Groundwater is increasingly being used to help meet the Sustainable Development Goals (SDGs) 2 and 6 in many parts of the world, including Ghana. Against this background, hydrogeochemical and multivariate statistical studies were conducted to determine the physicochemical characteristics and suitability of groundwater in some agrarian communities in the Upper East Region of Ghana for drinking and irrigational farming. Additional analyses were also performed to identify potential health risks associated with the groundwater use and to better understand the hydrogeochemical processes controlling groundwater evolution for its effective management.
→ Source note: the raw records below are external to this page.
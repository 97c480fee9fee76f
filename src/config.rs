// src/config.rs

use crate::{
    common::i18n::I18n,
    db::{CatalogRepository, InventoryRepository},
    services::{InventoryService, KitchenHub, OrderService},
};
use anyhow::Context;
use sqlx::{postgres::PgPoolOptions, PgPool};
use std::{env, fmt::Display, str::FromStr, sync::Arc, time::Duration};

// Settings read from the environment (a .env file is loaded when present).
#[derive(Debug, Clone)]
pub struct Config {
    pub database_url: String,
    pub bind_addr: String,
    pub db_max_connections: u32,
    pub db_acquire_timeout: Duration,
    /// Upper bound for one order transaction, lock waits included.
    pub order_timeout: Duration,
    /// Upper bound for one websocket frame to a kitchen display.
    pub kitchen_send_timeout: Duration,
    /// Events a display may lag behind before it is dropped.
    pub kitchen_buffer: usize,
    pub kitchen_ping_interval: Duration,
    pub cors_origins: Vec<String>,
}

impl Config {
    pub fn from_env() -> anyhow::Result<Self> {
        dotenvy::dotenv().ok();
        Self::from_lookup(|key| env::var(key).ok())
    }

    pub fn from_lookup(lookup: impl Fn(&str) -> Option<String>) -> anyhow::Result<Self> {
        let database_url = lookup("DATABASE_URL").context("DATABASE_URL must be set")?;

        let cors_origins = lookup("CORS_ORIGINS")
            .unwrap_or_else(|| "http://localhost:3000".to_string())
            .split(',')
            .map(str::trim)
            .filter(|origin| !origin.is_empty())
            .map(str::to_string)
            .collect();

        Ok(Self {
            database_url,
            bind_addr: lookup("BIND_ADDR").unwrap_or_else(|| "0.0.0.0:8000".to_string()),
            db_max_connections: parse_or(&lookup, "DB_MAX_CONNECTIONS", 10)?,
            db_acquire_timeout: Duration::from_secs(parse_or(&lookup, "DB_ACQUIRE_TIMEOUT_SECS", 3)?),
            order_timeout: Duration::from_millis(parse_or(&lookup, "ORDER_TIMEOUT_MS", 5000)?),
            kitchen_send_timeout: Duration::from_millis(parse_or(&lookup, "KITCHEN_SEND_TIMEOUT_MS", 2000)?),
            kitchen_buffer: parse_or(&lookup, "KITCHEN_BUFFER", 64)?,
            kitchen_ping_interval: Duration::from_secs(parse_or(&lookup, "KITCHEN_PING_INTERVAL_SECS", 30_u64)?.max(1)),
            cors_origins,
        })
    }
}

fn parse_or<T>(lookup: &impl Fn(&str) -> Option<String>, key: &str, default: T) -> anyhow::Result<T>
where
    T: FromStr,
    T::Err: Display,
{
    match lookup(key) {
        Some(raw) => raw
            .trim()
            .parse()
            .map_err(|e| anyhow::anyhow!("invalid {key}={raw:?}: {e}")),
        None => Ok(default),
    }
}

// Shared state handed to every handler.
#[derive(Clone)]
pub struct AppState {
    pub db_pool: PgPool,
    pub config: Arc<Config>,
    pub i18n: Arc<I18n>,
    pub catalog_repo: CatalogRepository,
    pub order_service: OrderService,
    pub inventory_service: InventoryService,
    pub kitchen_hub: Arc<KitchenHub>,
}

impl AppState {
    pub async fn new(config: Config) -> anyhow::Result<Self> {
        let db_pool = PgPoolOptions::new()
            .max_connections(config.db_max_connections)
            .acquire_timeout(config.db_acquire_timeout)
            .connect(&config.database_url)
            .await
            .context("could not connect to the database")?;

        tracing::info!("✅ Database connection established");

        Ok(Self::with_pool(config, db_pool))
    }

    // --- Dependency graph ---
    pub fn with_pool(config: Config, db_pool: PgPool) -> Self {
        let catalog_repo = CatalogRepository::new();
        let inventory_repo = InventoryRepository::new();

        let order_service = OrderService::new(
            catalog_repo.clone(),
            inventory_repo.clone(),
            config.order_timeout,
        );
        let inventory_service = InventoryService::new(catalog_repo.clone(), inventory_repo);
        let kitchen_hub = Arc::new(KitchenHub::new(config.kitchen_buffer));

        Self {
            db_pool,
            config: Arc::new(config),
            i18n: Arc::new(I18n::new()),
            catalog_repo,
            order_service,
            inventory_service,
            kitchen_hub,
        }
    }
}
The results showed that the groundwater is typically fresh; moderate to very hard in character; undersaturated with calcite, dolomite, halite, and gypsum; and supersaturated with quartz and amorphous silica. The physicochemical characteristics of the groundwater are controlled by both anthropogenic and natural activities/processes, such as fertilizer application, irrigation return flows, rock weathering, and forward/reverse cation exchange. The total dissolved solids (TDS) (165–524 mg/L), electrical conductivity (EC) (275–873 μS/cm), sodium percentage (Na%; 9.05–17.74%), magnesium ratios (MR) (29.25–53.3%), permeability index (PI) (36.6–74.6%), and sodium adsorption ratio (SAR) (0.20–0.51) point to the possibility of using the groundwater for irrigation, however, with some salinity control. The water quality and health risk analysis also revealed that the groundwater can be used for drinking; however, the high concentrations of fluoride, which can cause noncarcinogenic health issues such as dental and skeletal fluorosis in both adults and children, must be reduced to the WHO required level of 1.5 mg/L.

Suggested Citation

  • Franklin Obiri-Nyarko & Stephen Junior Asugre & Sandra Vincentia Asare & Anthony Appiah Duah & Anthony Yaw Karikari & Jolanta Kwiatkowska-Malina & Grzegorz Malina, 2022. "Hydrogeochemical Studies to Assess the Suitability of Groundwater for Drinking and Irrigation Purposes: The Upper East Region of Ghana Case Study," Agriculture, MDPI, vol. 12(12), pages 1-22, November.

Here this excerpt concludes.